Phylogenetic trees and TS_ML value calculation of nucleotide sequences. (A) Original maximum likelihood (ML) tree constructed using 14 chordate introns. Branch lengths are indicated by values above or below each branch. The 14 chordate introns are given in 2-letter abbreviation of a specific species plus its intron length. Ac: Aquila chrysaetos (golden eagle), Am: Astyanax mexicanus (Mexican tetra), Bb: Branchiostoma belcheri (Belcher’s lancelet), Bf: Branchiostoma floridae (Florida lancelet), Ch: Clupea harengus (Atlantic herring), Cm: Callorhinchus milii (elephant shark), Cp: Crocodylus porosus (Australian saltwater crocodile), Cy: Chelonia mydas (green sea turtle), Gg: Gallus gallus (chicken), Hs: Homo sapiens (human), Mm: Mus musculus (house mouse), Rt: Rhincodon typus (whale shark), Xl: Xenopus laevis (African clawed frog), and Xt: Xenopus tropicalis (tropical clawed frog). (B) TS_ML value calculation of 14 chordate introns. There are 3 branch forms, namely, L-shape, inverted L-shape, and straight line. Relative location of an intron is simply indicated by telling it is under which other intron. Each chordate intron is given 1 point for its branch form and relative location, respectively. Thus, the tree shown in panel (A) has a TS_ML value of 28. (C) Original ML tree constructed using 14 sequences generated by an MD (mutation-and-deletion) model. For simplicity, branch lengths are not shown in the tree. (D) TS_ML value calculation of 14 MD model–generated sequences. The branch form and relative location of each model-generated sequence are compared with those of the chordate intron with the same length. If a model-generated sequence has the same branch form or relative location in the tree as its correspondent chordate intron, it is given 1 point. Otherwise, it is given 0 point. So, the tree shown in panel (C) has a TS_ML value of 13.

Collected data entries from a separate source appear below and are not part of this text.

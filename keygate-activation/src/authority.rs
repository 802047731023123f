//! Authority sources deciding which keys may be activated.
//!
//! The authority list is fetched fresh for every activation and never
//! persisted. Sources implement [`AuthoritySource`]; the HTTP source is
//! behind the `online` feature.

use crate::error::ActivationResult;
use async_trait::async_trait;
use std::collections::HashSet;

#[cfg(feature = "online")]
use crate::error::ActivationError;
#[cfg(feature = "online")]
use std::time::Duration;
#[cfg(feature = "online")]
use tracing::{debug, warn};

/// Default timeout for a remote authority fetch.
#[cfg(feature = "online")]
pub const DEFAULT_AUTHORITY_TIMEOUT: Duration = Duration::from_secs(10);

/// The set of keys eligible for first-time activation.
#[derive(Debug, Clone, PartialEq, Eq)]
pub enum AuthorityList {
    /// Only the listed keys are eligible.
    Listed(HashSet<String>),
    /// Every key is eligible.
    Unrestricted,
}

impl AuthorityList {
    /// Returns true if `key` may be activated.
    #[must_use]
    pub fn contains(&self, key: &str) -> bool {
        match self {
            Self::Listed(keys) => keys.contains(key),
            Self::Unrestricted => true,
        }
    }
}

impl<S: Into<String>> FromIterator<S> for AuthorityList {
    fn from_iter<I: IntoIterator<Item = S>>(iter: I) -> Self {
        Self::Listed(iter.into_iter().map(Into::into).collect())
    }
}

/// Parses a newline-separated key list. Lines are trimmed; blank lines are skipped.
#[must_use]
pub fn parse_authority_list(body: &str) -> HashSet<String> {
    body.lines()
        .map(str::trim)
        .filter(|line| !line.is_empty())
        .map(String::from)
        .collect()
}

/// A provider of the authority list.
#[async_trait]
pub trait AuthoritySource: Send + Sync {
    /// Short name used in logs.
    fn name(&self) -> &str;

    /// Fetches the current authority list.
    ///
    /// # Errors
    ///
    /// Returns [`crate::ActivationError::AuthorityUnavailable`] if the list
    /// cannot be obtained.
    async fn fetch(&self) -> ActivationResult<AuthorityList>;
}

/// A fixed, in-memory authority list.
#[derive(Debug, Clone)]
pub struct StaticAuthority {
    keys: HashSet<String>,
}

impl StaticAuthority {
    pub fn new<I, S>(keys: I) -> Self
    where
        I: IntoIterator<Item = S>,
        S: Into<String>,
    {
        Self {
            keys: keys.into_iter().map(Into::into).collect(),
        }
    }
}

#[async_trait]
impl AuthoritySource for StaticAuthority {
    fn name(&self) -> &str {
        "static"
    }

    async fn fetch(&self) -> ActivationResult<AuthorityList> {
        Ok(AuthorityList::Listed(self.keys.clone()))
    }
}

/// Accepts every key: a key becomes valid on first use.
#[derive(Debug, Clone, Copy, Default)]
pub struct OpenAuthority;

#[async_trait]
impl AuthoritySource for OpenAuthority {
    fn name(&self) -> &str {
        "open"
    }

    async fn fetch(&self) -> ActivationResult<AuthorityList> {
        Ok(AuthorityList::Unrestricted)
    }
}

/// Fetches a newline-separated key list from a remote URL on every call.
#[cfg(feature = "online")]
#[derive(Debug, Clone)]
pub struct HttpAuthority {
    url: String,
    client: reqwest::Client,
}

#[cfg(feature = "online")]
impl HttpAuthority {
    /// Creates a source for `url` whose requests give up after `timeout`.
    ///
    /// # Errors
    ///
    /// Returns an error if the HTTP client cannot be constructed.
    pub fn new(url: impl Into<String>, timeout: Duration) -> ActivationResult<Self> {
        let client = reqwest::Client::builder()
            .timeout(timeout)
            .build()
            .map_err(|e| {
                ActivationError::AuthorityUnavailable(format!("failed to create HTTP client: {e}"))
            })?;

        Ok(Self {
            url: url.into(),
            client,
        })
    }

    /// Returns the configured URL.
    #[must_use]
    pub fn url(&self) -> &str {
        &self.url
    }
}

#[cfg(feature = "online")]
#[async_trait]
impl AuthoritySource for HttpAuthority {
    fn name(&self) -> &str {
        "http"
    }

    async fn fetch(&self) -> ActivationResult<AuthorityList> {
        debug!("Fetching authority list from {}", self.url);

        let response = self.client.get(&self.url).send().await.map_err(|e| {
            warn!("Authority request to {} failed: {}", self.url, e);
            ActivationError::AuthorityUnavailable(e.to_string())
        })?;

        let status = response.status();
        if !status.is_success() {
            warn!("Authority {} returned {}", self.url, status);
            return Err(ActivationError::AuthorityUnavailable(format!(
                "authority returned status {status}"
            )));
        }

        let body = response
            .text()
            .await
            .map_err(|e| ActivationError::AuthorityUnavailable(e.to_string()))?;

        let keys = parse_authority_list(&body);
        debug!("Authority list has {} keys", keys.len());
        Ok(AuthorityList::Listed(keys))
    }
}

AS indicates ancestral sequence.

Simulation of intron evolution

To simulate intron evolution, we assume that the 14 chordate introns are evolved from 1 common ancestral sequence (AS₁) through gradual reduction/increase in length accompanied by base mutation (Figure 1A). The AS₁ sequence was generated using a C++ program, in which 4 integers (1, 2, 3, and 4) were generated at random and were referred to bases A, G, T, and C, respectively. After a sequence of demanded length was obtained, its first and last 2 bases were replaced by GT and AG to mimic the structure of an intron. Starting from the AS₁ sequence, the formation of each chordate intron can be divided into separate stages. For instance, intron Cm376 (an intron of 376 bp from the elephant shark, Callorhinchus milii) was evolved from AS₂, and AS₂ itself was evolved from AS₁. The evolutionary models we constructed have 5 adjustable parameters, that is, L_AS1 (length of ancestral sequence 1), L_AS12 (length of ancestral sequence 12), M₁ (mutated bases per 1 branch length), L_I/D (length of bases inserted or deleted each time), and M_I/D (number of bases mutated each time). Parameters L_AS1, L_AS12, and M₁ define how many bases should be deleted/inserted and mutated at each stage, whereas L_I/D and M_I/D define how many bases should be deleted/inserted and mutated each time within a stage. Once the values of these 5 parameters are set, an evolutionary event for a specific intron sequence can be simulated. As an example, Supplementary File 2 describes detailed steps of how to generate a 376-base sequence for simulating evolution of intron Cm376 using the MD model. The evolution of all other ancestral sequences and intron sequences can be simulated in the similar way.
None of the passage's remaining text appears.